*What you are asked to do:* Somewhere below are a line with "disjoint, non-adjacent ranges." and a later line with "the new end". Output exactly those lines and all lines between them.

[Collected data]
::::::::

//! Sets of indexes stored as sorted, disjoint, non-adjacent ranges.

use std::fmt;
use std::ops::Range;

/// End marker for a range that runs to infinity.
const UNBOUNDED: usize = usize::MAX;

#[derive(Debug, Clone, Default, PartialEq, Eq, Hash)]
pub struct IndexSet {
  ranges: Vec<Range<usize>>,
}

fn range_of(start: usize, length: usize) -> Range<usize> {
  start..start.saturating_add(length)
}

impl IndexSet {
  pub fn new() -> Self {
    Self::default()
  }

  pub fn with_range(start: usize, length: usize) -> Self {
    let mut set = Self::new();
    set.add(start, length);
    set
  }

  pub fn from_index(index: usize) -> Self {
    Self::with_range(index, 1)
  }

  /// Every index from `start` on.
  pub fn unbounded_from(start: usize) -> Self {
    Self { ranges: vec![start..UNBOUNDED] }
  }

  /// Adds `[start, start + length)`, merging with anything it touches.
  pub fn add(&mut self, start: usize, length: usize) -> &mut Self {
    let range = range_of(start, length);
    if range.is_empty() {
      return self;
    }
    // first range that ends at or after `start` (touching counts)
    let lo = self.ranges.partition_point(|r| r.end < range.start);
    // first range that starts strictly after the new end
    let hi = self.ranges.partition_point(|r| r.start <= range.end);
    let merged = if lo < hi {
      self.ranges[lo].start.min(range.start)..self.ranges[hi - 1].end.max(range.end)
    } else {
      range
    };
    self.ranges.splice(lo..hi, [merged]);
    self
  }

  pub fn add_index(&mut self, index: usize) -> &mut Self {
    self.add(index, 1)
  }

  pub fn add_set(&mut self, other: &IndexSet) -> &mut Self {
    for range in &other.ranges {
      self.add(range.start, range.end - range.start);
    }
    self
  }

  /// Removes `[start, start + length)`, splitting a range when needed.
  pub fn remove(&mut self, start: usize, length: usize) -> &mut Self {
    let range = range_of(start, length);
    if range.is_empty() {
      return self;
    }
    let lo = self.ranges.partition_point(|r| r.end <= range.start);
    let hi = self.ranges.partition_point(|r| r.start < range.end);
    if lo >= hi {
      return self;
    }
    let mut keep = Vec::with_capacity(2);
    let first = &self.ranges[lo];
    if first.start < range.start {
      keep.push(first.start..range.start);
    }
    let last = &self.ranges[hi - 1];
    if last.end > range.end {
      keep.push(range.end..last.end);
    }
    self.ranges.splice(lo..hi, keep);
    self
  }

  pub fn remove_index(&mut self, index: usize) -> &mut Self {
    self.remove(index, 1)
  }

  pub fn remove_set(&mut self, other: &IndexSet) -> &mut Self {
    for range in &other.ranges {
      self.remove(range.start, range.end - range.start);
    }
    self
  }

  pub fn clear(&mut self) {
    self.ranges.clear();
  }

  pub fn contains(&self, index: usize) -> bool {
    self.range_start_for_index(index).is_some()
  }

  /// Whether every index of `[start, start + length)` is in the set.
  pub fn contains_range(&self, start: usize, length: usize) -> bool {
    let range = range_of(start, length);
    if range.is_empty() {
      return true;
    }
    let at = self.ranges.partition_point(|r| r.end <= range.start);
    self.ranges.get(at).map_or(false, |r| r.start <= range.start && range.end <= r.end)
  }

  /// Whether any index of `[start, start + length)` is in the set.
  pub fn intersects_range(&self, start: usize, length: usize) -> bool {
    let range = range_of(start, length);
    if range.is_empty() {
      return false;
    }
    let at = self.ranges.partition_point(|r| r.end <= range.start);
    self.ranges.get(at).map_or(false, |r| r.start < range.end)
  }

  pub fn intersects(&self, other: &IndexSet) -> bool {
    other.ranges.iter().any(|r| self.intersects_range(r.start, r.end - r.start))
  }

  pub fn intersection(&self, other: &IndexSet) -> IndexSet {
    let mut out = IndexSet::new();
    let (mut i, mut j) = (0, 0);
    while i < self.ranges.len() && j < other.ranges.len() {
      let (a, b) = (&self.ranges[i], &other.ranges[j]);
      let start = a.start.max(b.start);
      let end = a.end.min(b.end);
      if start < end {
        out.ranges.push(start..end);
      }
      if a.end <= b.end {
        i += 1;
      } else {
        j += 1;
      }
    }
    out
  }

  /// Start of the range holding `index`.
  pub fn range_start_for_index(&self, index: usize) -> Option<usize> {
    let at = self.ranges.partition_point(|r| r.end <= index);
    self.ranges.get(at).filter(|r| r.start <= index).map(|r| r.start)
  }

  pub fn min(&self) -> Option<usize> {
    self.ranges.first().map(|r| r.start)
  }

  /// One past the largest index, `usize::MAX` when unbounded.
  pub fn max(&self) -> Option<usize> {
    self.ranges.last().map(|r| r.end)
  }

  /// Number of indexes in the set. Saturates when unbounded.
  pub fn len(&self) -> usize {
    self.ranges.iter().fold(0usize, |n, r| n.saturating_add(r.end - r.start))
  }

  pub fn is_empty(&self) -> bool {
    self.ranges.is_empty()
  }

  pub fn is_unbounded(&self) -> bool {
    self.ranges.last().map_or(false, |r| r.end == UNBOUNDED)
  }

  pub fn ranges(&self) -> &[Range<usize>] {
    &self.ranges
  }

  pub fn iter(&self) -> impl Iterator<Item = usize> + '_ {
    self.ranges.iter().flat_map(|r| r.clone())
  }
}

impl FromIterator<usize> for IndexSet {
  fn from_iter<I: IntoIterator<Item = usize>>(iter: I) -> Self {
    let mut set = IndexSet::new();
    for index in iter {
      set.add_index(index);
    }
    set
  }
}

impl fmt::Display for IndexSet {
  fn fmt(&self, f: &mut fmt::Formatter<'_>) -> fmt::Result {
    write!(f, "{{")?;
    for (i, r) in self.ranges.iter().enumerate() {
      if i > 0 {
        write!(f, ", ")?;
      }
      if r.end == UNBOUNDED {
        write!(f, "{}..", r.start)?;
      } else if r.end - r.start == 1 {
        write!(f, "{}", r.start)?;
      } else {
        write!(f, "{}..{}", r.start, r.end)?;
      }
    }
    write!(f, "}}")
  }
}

::::::::

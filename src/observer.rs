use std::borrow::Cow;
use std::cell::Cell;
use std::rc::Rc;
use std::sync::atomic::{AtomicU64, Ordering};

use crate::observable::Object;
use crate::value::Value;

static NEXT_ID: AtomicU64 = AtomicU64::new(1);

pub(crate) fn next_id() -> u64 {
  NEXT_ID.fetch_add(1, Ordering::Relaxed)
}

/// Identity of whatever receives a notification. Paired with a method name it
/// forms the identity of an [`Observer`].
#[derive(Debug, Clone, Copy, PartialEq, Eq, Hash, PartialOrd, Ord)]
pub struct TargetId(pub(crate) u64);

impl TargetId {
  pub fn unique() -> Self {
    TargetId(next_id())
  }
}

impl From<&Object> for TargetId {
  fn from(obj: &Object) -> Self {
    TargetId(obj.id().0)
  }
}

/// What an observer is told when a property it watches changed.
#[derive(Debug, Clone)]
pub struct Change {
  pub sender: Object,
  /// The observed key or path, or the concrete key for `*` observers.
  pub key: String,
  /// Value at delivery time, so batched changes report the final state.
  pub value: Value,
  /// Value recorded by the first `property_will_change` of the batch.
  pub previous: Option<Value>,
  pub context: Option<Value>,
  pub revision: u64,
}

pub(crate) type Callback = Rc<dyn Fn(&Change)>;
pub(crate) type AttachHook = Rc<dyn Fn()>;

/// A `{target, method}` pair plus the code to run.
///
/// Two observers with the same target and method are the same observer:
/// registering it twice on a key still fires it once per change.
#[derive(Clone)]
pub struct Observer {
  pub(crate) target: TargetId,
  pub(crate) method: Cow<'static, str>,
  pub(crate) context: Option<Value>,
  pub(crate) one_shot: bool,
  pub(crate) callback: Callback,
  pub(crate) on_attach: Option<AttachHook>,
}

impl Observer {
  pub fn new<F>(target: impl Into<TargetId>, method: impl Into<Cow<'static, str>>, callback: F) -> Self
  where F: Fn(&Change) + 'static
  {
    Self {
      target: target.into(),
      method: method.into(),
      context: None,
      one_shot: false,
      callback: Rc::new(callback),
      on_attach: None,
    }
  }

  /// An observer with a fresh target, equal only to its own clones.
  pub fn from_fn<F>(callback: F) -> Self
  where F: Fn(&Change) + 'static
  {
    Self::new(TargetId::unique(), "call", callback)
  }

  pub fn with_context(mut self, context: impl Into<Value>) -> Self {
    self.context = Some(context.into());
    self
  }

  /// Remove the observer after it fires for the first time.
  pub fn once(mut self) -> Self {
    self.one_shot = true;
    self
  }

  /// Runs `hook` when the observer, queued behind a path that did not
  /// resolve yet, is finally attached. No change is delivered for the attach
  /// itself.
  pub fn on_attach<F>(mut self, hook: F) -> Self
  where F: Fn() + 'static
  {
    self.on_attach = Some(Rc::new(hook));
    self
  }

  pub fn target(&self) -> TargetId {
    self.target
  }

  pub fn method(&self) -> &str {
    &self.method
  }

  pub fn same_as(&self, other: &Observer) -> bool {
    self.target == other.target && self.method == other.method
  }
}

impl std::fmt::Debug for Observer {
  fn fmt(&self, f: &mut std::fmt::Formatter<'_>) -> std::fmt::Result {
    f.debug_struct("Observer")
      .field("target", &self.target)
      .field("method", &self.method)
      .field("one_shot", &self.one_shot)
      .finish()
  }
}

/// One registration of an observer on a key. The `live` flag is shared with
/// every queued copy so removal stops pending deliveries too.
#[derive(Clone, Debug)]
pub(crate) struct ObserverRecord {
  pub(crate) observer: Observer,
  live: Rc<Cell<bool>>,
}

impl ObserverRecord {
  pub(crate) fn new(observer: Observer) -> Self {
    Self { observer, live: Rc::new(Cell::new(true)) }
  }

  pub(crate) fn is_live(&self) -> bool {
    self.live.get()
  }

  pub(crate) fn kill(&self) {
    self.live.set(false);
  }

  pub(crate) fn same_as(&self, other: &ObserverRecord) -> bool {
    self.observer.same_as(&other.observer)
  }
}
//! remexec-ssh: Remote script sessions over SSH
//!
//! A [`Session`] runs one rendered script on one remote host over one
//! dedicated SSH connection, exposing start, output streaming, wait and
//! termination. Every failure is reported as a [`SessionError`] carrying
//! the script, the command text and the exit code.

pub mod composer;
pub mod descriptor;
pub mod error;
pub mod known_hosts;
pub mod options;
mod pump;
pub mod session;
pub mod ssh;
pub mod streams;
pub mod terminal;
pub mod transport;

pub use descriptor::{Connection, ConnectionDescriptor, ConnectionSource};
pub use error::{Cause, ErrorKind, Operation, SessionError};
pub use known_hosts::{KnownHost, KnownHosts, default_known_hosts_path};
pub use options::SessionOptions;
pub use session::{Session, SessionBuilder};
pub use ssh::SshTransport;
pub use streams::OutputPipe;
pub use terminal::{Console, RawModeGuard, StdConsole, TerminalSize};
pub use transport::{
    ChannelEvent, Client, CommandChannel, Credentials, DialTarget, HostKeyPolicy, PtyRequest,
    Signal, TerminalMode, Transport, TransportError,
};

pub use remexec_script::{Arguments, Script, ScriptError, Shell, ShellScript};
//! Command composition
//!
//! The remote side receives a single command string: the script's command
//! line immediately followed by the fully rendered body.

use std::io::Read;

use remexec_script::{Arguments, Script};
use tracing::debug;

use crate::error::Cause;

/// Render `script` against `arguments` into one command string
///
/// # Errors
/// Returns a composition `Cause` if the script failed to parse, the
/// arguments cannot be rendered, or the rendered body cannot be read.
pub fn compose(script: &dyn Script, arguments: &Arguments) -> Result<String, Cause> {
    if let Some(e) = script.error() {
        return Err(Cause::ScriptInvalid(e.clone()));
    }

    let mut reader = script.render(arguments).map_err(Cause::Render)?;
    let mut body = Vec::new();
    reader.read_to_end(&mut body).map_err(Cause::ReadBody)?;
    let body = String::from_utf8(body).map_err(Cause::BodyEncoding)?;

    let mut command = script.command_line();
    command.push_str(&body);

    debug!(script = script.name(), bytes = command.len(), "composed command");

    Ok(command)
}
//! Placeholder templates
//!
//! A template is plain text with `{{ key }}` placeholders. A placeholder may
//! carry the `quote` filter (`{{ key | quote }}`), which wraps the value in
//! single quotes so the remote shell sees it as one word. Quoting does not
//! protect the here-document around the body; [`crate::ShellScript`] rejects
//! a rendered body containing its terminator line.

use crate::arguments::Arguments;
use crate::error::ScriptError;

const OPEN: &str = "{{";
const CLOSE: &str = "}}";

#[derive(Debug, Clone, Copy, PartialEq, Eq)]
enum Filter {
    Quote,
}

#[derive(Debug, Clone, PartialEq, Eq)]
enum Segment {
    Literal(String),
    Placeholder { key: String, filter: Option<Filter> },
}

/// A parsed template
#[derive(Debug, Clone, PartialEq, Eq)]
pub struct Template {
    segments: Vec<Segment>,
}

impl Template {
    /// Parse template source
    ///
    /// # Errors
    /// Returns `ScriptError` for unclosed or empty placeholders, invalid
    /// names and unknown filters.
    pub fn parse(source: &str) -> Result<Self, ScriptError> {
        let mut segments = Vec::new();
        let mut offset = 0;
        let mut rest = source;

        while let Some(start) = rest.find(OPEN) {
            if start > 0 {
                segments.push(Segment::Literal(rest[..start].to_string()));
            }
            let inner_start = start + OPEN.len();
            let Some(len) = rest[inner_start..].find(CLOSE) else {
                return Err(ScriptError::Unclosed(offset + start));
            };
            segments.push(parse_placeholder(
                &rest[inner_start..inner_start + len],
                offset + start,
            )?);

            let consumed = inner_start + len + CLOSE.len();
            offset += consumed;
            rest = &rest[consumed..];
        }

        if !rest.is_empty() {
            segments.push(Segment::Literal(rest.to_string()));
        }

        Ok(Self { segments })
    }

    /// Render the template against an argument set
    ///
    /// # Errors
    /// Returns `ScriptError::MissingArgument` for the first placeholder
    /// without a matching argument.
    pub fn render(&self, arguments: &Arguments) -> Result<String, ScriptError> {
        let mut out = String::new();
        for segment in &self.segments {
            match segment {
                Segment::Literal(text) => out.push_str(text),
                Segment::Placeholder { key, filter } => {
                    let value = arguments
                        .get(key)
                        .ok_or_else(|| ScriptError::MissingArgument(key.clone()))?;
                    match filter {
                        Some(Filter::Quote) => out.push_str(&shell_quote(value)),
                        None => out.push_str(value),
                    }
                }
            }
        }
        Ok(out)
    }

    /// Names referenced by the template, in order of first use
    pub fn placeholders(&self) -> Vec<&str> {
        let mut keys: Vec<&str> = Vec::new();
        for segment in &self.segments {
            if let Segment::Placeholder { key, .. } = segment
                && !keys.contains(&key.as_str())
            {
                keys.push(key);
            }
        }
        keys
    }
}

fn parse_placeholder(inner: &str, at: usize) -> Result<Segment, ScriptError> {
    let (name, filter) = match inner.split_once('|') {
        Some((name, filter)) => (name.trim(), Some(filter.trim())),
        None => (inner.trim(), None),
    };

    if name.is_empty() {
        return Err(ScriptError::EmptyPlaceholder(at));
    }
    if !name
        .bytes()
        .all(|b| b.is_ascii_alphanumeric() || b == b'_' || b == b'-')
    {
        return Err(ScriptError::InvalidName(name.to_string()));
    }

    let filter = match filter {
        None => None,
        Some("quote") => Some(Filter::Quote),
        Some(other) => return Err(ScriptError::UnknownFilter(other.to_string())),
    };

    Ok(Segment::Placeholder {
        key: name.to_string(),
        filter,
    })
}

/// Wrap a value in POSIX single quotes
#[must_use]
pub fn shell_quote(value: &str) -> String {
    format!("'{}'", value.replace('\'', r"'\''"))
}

::::::::

*Finished task:*
//! Sets of indexes stored as sorted, disjoint, non-adjacent ranges.

use std::fmt;
use std::ops::Range;

/// End marker for a range that runs to infinity.
const UNBOUNDED: usize = usize::MAX;

#[derive(Debug, Clone, Default, PartialEq, Eq, Hash)]
pub struct IndexSet {
  ranges: Vec<Range<usize>>,
}

fn range_of(start: usize, length: usize) -> Range<usize> {
  start..start.saturating_add(length)
}

impl IndexSet {
  pub fn new() -> Self {
    Self::default()
  }

  pub fn with_range(start: usize, length: usize) -> Self {
    let mut set = Self::new();
    set.add(start, length);
    set
  }

  pub fn from_index(index: usize) -> Self {
    Self::with_range(index, 1)
  }

  /// Every index from `start` on.
  pub fn unbounded_from(start: usize) -> Self {
    Self { ranges: vec![start..UNBOUNDED] }
  }

  /// Adds `[start, start + length)`, merging with anything it touches.
  pub fn add(&mut self, start: usize, length: usize) -> &mut Self {
    let range = range_of(start, length);
    if range.is_empty() {
      return self;
    }
    // first range that ends at or after `start` (touching counts)
    let lo = self.ranges.partition_point(|r| r.end < range.start);
    // first range that starts strictly after the new end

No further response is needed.